Make sure the group has a place to record their insights. A file, a book, a wall, anywhere. When there are no more insights to record you’ll find you now have a map of the problem and insights that can become a strategic road-map out.

Your upper hierarchy is not responsible for these strategies and insights, the group is. As a leader you must buy into their solutions for it to work. The group starts taking ownership of the issues and becomes the model for leadership.

What you are trying to create is interest in working together to address problems. To do this leadership must come from the community itself. It shows the rest of the community (company, team) that individuals can contribute to leadership.

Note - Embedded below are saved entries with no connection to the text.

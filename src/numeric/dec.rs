// ============================================================================
// Dec
// Arbitrary-precision decimal value with a process-wide precision context
// ============================================================================

use super::context::{digit_count, pow10, MathContext, DECIMAL64};
use super::convert::DecOperand;
use super::errors::{NumericError, NumericResult};
use num_bigint::BigInt;
use num_integer::Integer;
use num_traits::{Signed, Zero};
use std::cmp::Ordering;
use std::fmt;
use std::hash::{Hash, Hasher};
use std::ops::RangeInclusive;

/// Decimal number stored as `coefficient × 10^-scale`.
///
/// Addition, subtraction and multiplication are exact. Division, integer
/// powers, square roots and binary float expansion round through
/// [`Dec::CONTEXT`] (16 significant digits, round-half-even), so results
/// stay bounded and compare reproducibly.
///
/// Equality and ordering are by numeric value: `2.0` and `2.00` are equal even
/// though their stored scales differ.
///
/// # Example
/// ```
/// use dec64::numeric::Dec;
///
/// let price: Dec = "125".parse().unwrap();
/// let ratio = price / 100;
/// assert_eq!(ratio.to_string(), "1.25");
/// assert!(ratio == "1.2500".parse::<Dec>().unwrap());
/// ```
#[derive(Clone)]
pub struct Dec {
    coefficient: BigInt,
    scale: i64,
}

impl Dec {
    /// Precision context applied wherever an exact result could need
    /// unbounded digits.
    pub const CONTEXT: MathContext = DECIMAL64;

    /// Zero
    pub const ZERO: Self = Self {
        coefficient: BigInt::ZERO,
        scale: 0,
    };

    // ========================================================================
    // Construction
    // ========================================================================

    /// Create from an unscaled coefficient and a scale.
    ///
    /// The value is `coefficient × 10^-scale`; a negative scale appends zeros.
    #[inline]
    pub fn new(coefficient: impl Into<BigInt>, scale: i64) -> Self {
        Self {
            coefficient: coefficient.into(),
            scale,
        }
    }

    /// One (1)
    #[inline]
    pub fn one() -> Self {
        Self::new(1, 0)
    }

    /// Exact conversion from a 32-bit integer.
    #[inline]
    pub fn from_i32(value: i32) -> Self {
        Self::new(value, 0)
    }

    /// Exact conversion from a 64-bit integer.
    #[inline]
    pub fn from_i64(value: i64) -> Self {
        Self::new(value, 0)
    }

    /// Convert a float through its shortest round-tripping decimal literal.
    ///
    /// `Dec::from_f64(f)?.to_f64() == f` holds for every finite `f`. The digits
    /// are the ones the float prints as, so `0.1` becomes exactly `0.1` rather
    /// than the binary approximation behind it.
    ///
    /// # Errors
    /// Returns `NonFinite` for NaN and infinities.
    pub fn from_f64(value: f64) -> NumericResult<Self> {
        if !value.is_finite() {
            tracing::debug!("rejected non-finite float {}", value);
            return Err(NumericError::NonFinite);
        }
        // Display for f64 is plain (never exponential) and round-trips
        value.to_string().parse()
    }

    /// Convert the exact binary value of a float, rounded to [`Dec::CONTEXT`].
    ///
    /// `0.1` expands to `0.1000000000000000055511151231257827…` and rounds to
    /// `0.1000000000000000`, which absorbs the binary error at 16 digits.
    ///
    /// # Errors
    /// Returns `NonFinite` for NaN and infinities.
    pub fn from_f64_binary(value: f64) -> NumericResult<Self> {
        if !value.is_finite() {
            tracing::debug!("rejected non-finite float {}", value);
            return Err(NumericError::NonFinite);
        }
        if value == 0.0 {
            return Ok(Self::ZERO);
        }

        let bits = value.to_bits();
        let negative = (bits >> 63) != 0;
        let exponent_bits = ((bits >> 52) & 0x7ff) as i64;
        let fraction_bits = bits & ((1u64 << 52) - 1);

        // value = mantissa × 2^exponent
        let (mut mantissa, exponent) = if exponent_bits == 0 {
            (BigInt::from(fraction_bits), -1022 - 52)
        } else {
            (
                BigInt::from(fraction_bits | (1u64 << 52)),
                exponent_bits - 1023 - 52,
            )
        };

        // m / 2^k == m × 5^k / 10^k
        let scale = if exponent >= 0 {
            mantissa <<= exponent as usize;
            0
        } else {
            mantissa *= num_traits::pow(BigInt::from(5u8), exponent.unsigned_abs() as usize);
            -exponent
        };
        if negative {
            mantissa = -mantissa;
        }

        Ok(Self::CONTEXT.round(&Self::new(mantissa, scale)))
    }

    /// Parse decimal text; see the [`FromStr`](std::str::FromStr) impl.
    ///
    /// # Errors
    /// Returns `Parse` when `text` is not a decimal literal.
    #[inline]
    pub fn from_text(text: &str) -> NumericResult<Self> {
        text.parse()
    }

    // ========================================================================
    // Accessors
    // ========================================================================

    /// Unscaled coefficient.
    #[inline]
    pub fn coefficient(&self) -> &BigInt {
        &self.coefficient
    }

    /// Number of digits after the decimal point in the stored representation
    /// (negative when the coefficient carries implied trailing zeros).
    #[inline]
    pub fn scale(&self) -> i64 {
        self.scale
    }

    /// Check if value is zero.
    #[inline]
    pub fn is_zero(&self) -> bool {
        self.coefficient.is_zero()
    }

    /// Check if value is positive.
    #[inline]
    pub fn is_positive(&self) -> bool {
        self.coefficient.is_positive()
    }

    /// Check if value is negative.
    #[inline]
    pub fn is_negative(&self) -> bool {
        self.coefficient.is_negative()
    }

    /// -1, 0 or 1 according to the sign. Zero has no sign, so a value built
    /// from `-0.0` reports 0.
    #[inline]
    pub fn signum(&self) -> i32 {
        if self.is_negative() {
            -1
        } else if self.is_positive() {
            1
        } else {
            0
        }
    }

    /// Get absolute value.
    #[inline]
    pub fn abs(&self) -> Self {
        Self::new(self.coefficient.abs(), self.scale)
    }

    /// Same value with every trailing zero of the coefficient removed.
    pub fn normalized(&self) -> Self {
        if self.is_zero() {
            return Self::ZERO;
        }
        self.strip_trailing_zeros(i64::MIN)
    }

    /// Drop trailing coefficient zeros while the scale stays above `min_scale`.
    fn strip_trailing_zeros(&self, min_scale: i64) -> Self {
        let ten = BigInt::from(10u8);
        let mut coefficient = self.coefficient.clone();
        let mut scale = self.scale;
        while scale > min_scale && !coefficient.is_zero() {
            let (quotient, remainder) = coefficient.div_rem(&ten);
            if !remainder.is_zero() {
                break;
            }
            coefficient = quotient;
            scale -= 1;
        }
        Self::new(coefficient, scale)
    }

    /// Nearest `f64` (correctly rounded).
    pub fn to_f64(&self) -> f64 {
        // the literal is always well-formed, so parsing cannot fail
        format!("{}e{}", self.coefficient, -self.scale)
            .parse()
            .unwrap_or(f64::NAN)
    }

    // ========================================================================
    // Arithmetic Operations
    // ========================================================================

    /// Coefficients of both operands brought to the larger scale.
    fn aligned(&self, rhs: &Self) -> (BigInt, BigInt, i64) {
        match self.scale.cmp(&rhs.scale) {
            Ordering::Equal => (self.coefficient.clone(), rhs.coefficient.clone(), self.scale),
            Ordering::Less => {
                let factor = pow10(rhs.scale.abs_diff(self.scale));
                (&self.coefficient * factor, rhs.coefficient.clone(), rhs.scale)
            },
            Ordering::Greater => {
                let factor = pow10(self.scale.abs_diff(rhs.scale));
                (self.coefficient.clone(), &rhs.coefficient * factor, self.scale)
            },
        }
    }

    /// Exact sum.
    pub(crate) fn add_exact(&self, rhs: &Self) -> Self {
        let (lhs, rhs, scale) = self.aligned(rhs);
        Self::new(lhs + rhs, scale)
    }

    /// Exact difference.
    pub(crate) fn sub_exact(&self, rhs: &Self) -> Self {
        let (lhs, rhs, scale) = self.aligned(rhs);
        Self::new(lhs - rhs, scale)
    }

    /// Exact product.
    pub(crate) fn mul_exact(&self, rhs: &Self) -> Self {
        Self::new(&self.coefficient * &rhs.coefficient, self.scale + rhs.scale)
    }

    /// Division rounded to [`Dec::CONTEXT`].
    ///
    /// # Errors
    /// Returns `DivisionByZero` if `rhs` is zero.
    #[inline]
    pub fn checked_div(&self, rhs: &Self) -> NumericResult<Self> {
        self.checked_div_with(rhs, &Self::CONTEXT)
    }

    /// Division correctly rounded to `context`.
    ///
    /// Trailing zeros are trimmed back toward the natural scale
    /// `self.scale - rhs.scale`, so `125 / 100` is `1.25`, not
    /// `1.250000000000000`.
    ///
    /// # Errors
    /// Returns `DivisionByZero` if `rhs` is zero.
    pub fn checked_div_with(&self, rhs: &Self, context: &MathContext) -> NumericResult<Self> {
        if rhs.is_zero() {
            tracing::debug!("division of {} by zero", self);
            return Err(NumericError::DivisionByZero);
        }

        let preferred_scale = self.scale - rhs.scale;
        if self.is_zero() {
            return Ok(Self::new(BigInt::ZERO, preferred_scale));
        }

        // Shift the dividend so the integer quotient has at least precision + 1 digits
        let precision = i64::from(context.precision());
        let shift = (precision + 1 + digit_count(&rhs.coefficient) as i64
            - digit_count(&self.coefficient) as i64)
            .max(0);
        let dividend = &self.coefficient * pow10(shift as u64);
        let (quotient, remainder) = dividend.div_rem(&rhs.coefficient);

        let (coefficient, scale) =
            context.round_parts(quotient, preferred_scale + shift, !remainder.is_zero());
        Ok(Self::new(coefficient, scale).strip_trailing_zeros(preferred_scale))
    }

    /// Integer power rounded to [`Dec::CONTEXT`].
    ///
    /// # Errors
    /// Returns `DivisionByZero` for a negative exponent on zero.
    #[inline]
    pub fn powi(&self, exponent: i32) -> NumericResult<Self> {
        self.powi_with(exponent, &Self::CONTEXT)
    }

    /// Integer power rounded to `context`.
    ///
    /// Square-and-multiply keeps intermediates at `precision + len(exponent) + 1`
    /// digits before the final rounding; a negative exponent is the reciprocal
    /// of the positive power.
    ///
    /// # Errors
    /// Returns `DivisionByZero` for a negative exponent on zero.
    pub fn powi_with(&self, exponent: i32, context: &MathContext) -> NumericResult<Self> {
        if exponent == 0 {
            return Ok(Self::one());
        }

        let magnitude = exponent.unsigned_abs();
        let guard_digits = magnitude.to_string().len() as u32 + 1;
        let working = MathContext::new(context.precision() + guard_digits, context.rounding());

        let mut result = Self::one();
        let mut base = self.clone();
        let mut remaining = magnitude;
        while remaining > 0 {
            if remaining & 1 == 1 {
                result = working.round(&result.mul_exact(&base));
            }
            remaining >>= 1;
            if remaining > 0 {
                base = working.round(&base.mul_exact(&base));
            }
        }

        if exponent < 0 {
            Self::one().checked_div_with(&result, context)
        } else {
            Ok(context.round(&result))
        }
    }

    /// Float power computed in `f64` and converted back with [`Dec::from_f64`].
    ///
    /// This is approximate: it carries float precision, not [`Dec::CONTEXT`].
    ///
    /// # Errors
    /// Returns `NonFinite` when the float result is NaN or infinite
    /// (for example a negative base with a fractional exponent).
    pub fn powf(&self, exponent: f64) -> NumericResult<Self> {
        Self::from_f64(self.to_f64().powf(exponent))
    }

    /// Square root rounded to [`Dec::CONTEXT`].
    ///
    /// # Errors
    /// Returns `NegativeRoot` for negative values.
    #[inline]
    pub fn sqrt(&self) -> NumericResult<Self> {
        self.sqrt_with(&Self::CONTEXT)
    }

    /// Square root correctly rounded to `context`.
    ///
    /// # Errors
    /// Returns `NegativeRoot` for negative values.
    pub fn sqrt_with(&self, context: &MathContext) -> NumericResult<Self> {
        if self.is_negative() {
            tracing::debug!("square root of negative value {}", self);
            return Err(NumericError::NegativeRoot);
        }

        let preferred_scale = self.scale.div_euclid(2);
        if self.is_zero() {
            return Ok(Self::new(BigInt::ZERO, preferred_scale));
        }

        // Radicand needs 2 × (precision + 1) digits and an even scale
        let precision = i64::from(context.precision());
        let mut shift = (2 * (precision + 1) - digit_count(&self.coefficient) as i64).max(0);
        if (self.scale + shift).rem_euclid(2) != 0 {
            shift += 1;
        }
        let radicand = &self.coefficient * pow10(shift as u64);
        let root = radicand.sqrt();
        let inexact = &root * &root != radicand;

        let (coefficient, scale) =
            context.round_parts(root, (self.scale + shift) / 2, inexact);
        Ok(Self::new(coefficient, scale).strip_trailing_zeros(preferred_scale))
    }

    // ========================================================================
    // Comparison
    // ========================================================================

    /// Numeric comparison against any supported operand.
    ///
    /// Returns `None` when the operand has no decimal value (NaN, infinity).
    #[inline]
    pub fn compare_to<T: DecOperand>(&self, other: T) -> Option<Ordering> {
        other.to_dec().ok().map(|other| self.cmp(&other))
    }

    /// Value equality: `2.0` equals `2.00`.
    #[inline]
    pub fn equals_to<T: DecOperand>(&self, other: T) -> bool {
        self.compare_to(other) == Some(Ordering::Equal)
    }

    /// Larger of `self` and `other`; on a tie the result equals both.
    ///
    /// # Panics
    /// Panics if `other` is a non-finite float.
    pub fn max<T: DecOperand>(self, other: T) -> Self {
        let other = super::convert::operand(&other).into_owned();
        max(self, other)
    }

    /// Smaller of `self` and `other`; on a tie the result equals both.
    ///
    /// # Panics
    /// Panics if `other` is a non-finite float.
    pub fn min<T: DecOperand>(self, other: T) -> Self {
        let other = super::convert::operand(&other).into_owned();
        min(self, other)
    }

    /// Inclusive range `self..=end`.
    #[inline]
    pub fn range_to(self, end: Self) -> RangeInclusive<Self> {
        self..=end
    }

    /// Exponent of the most significant digit: `digits - 1 - scale`.
    fn adjusted_exponent(&self) -> i64 {
        digit_count(&self.coefficient) as i64 - 1 - self.scale
    }
}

The real obstacle to this approach tends to be community norms that have built up over time placing restrictions on the methods the community uses to interact with each other. Make this group the declaration of war against those restrictions—everyone has a voice.

The gift you are giving to your organization is the gift of freedom. With that freedom will come accountability and collective intelligence. All of this leads to innovation.

Postscript: the Three P’s

Purpose, People, Policy

To lead by community there needs to first be a community. As a teaser to get you started on creating or identifying a community, keep Jenny Preece’s Three Ps in mind. Here is my take on those:

Purpose
What is it that draws people into your community? Even casual participants join for a reason. State your purpose as a community up front. Stake your claim. A community with a clearly stated goal will attract the right people.

People
People relate to their place within a community when they understand the roles of participants. Be aware of the type of persona your community members fit into. Now measure it. Be active in giving your most dedicated members leadership roles like moderator or mediator.

Policy
Communities need policies to direct their behavior. Determine the requirements to join, the style of communication (tools), accepted conduct, and repercussions of non-conformance. State these up front to every participant. Then determine how your community will be governed. Make sure the leaders address such things as: by-laws, rules for moderation, privacy and trust, and legal issues.

Quiet managers strengthen the cultural bonds between people, not by treating them as detachable “human resources” (probably the most offensive term ever coined in management, at least until “human capital” came along), but as respected members of a cohesive social system. When people are trusted, they do not have to be empowered.

Leadership is still about being decisive and inspiring. This isn’t about leading by committee. This is about bringing talented people together to collectively solve problems. This is about showing your community their freedom and allowing them to take ownership in the direction of the organization. Finally, this is about allowing innovation to happen.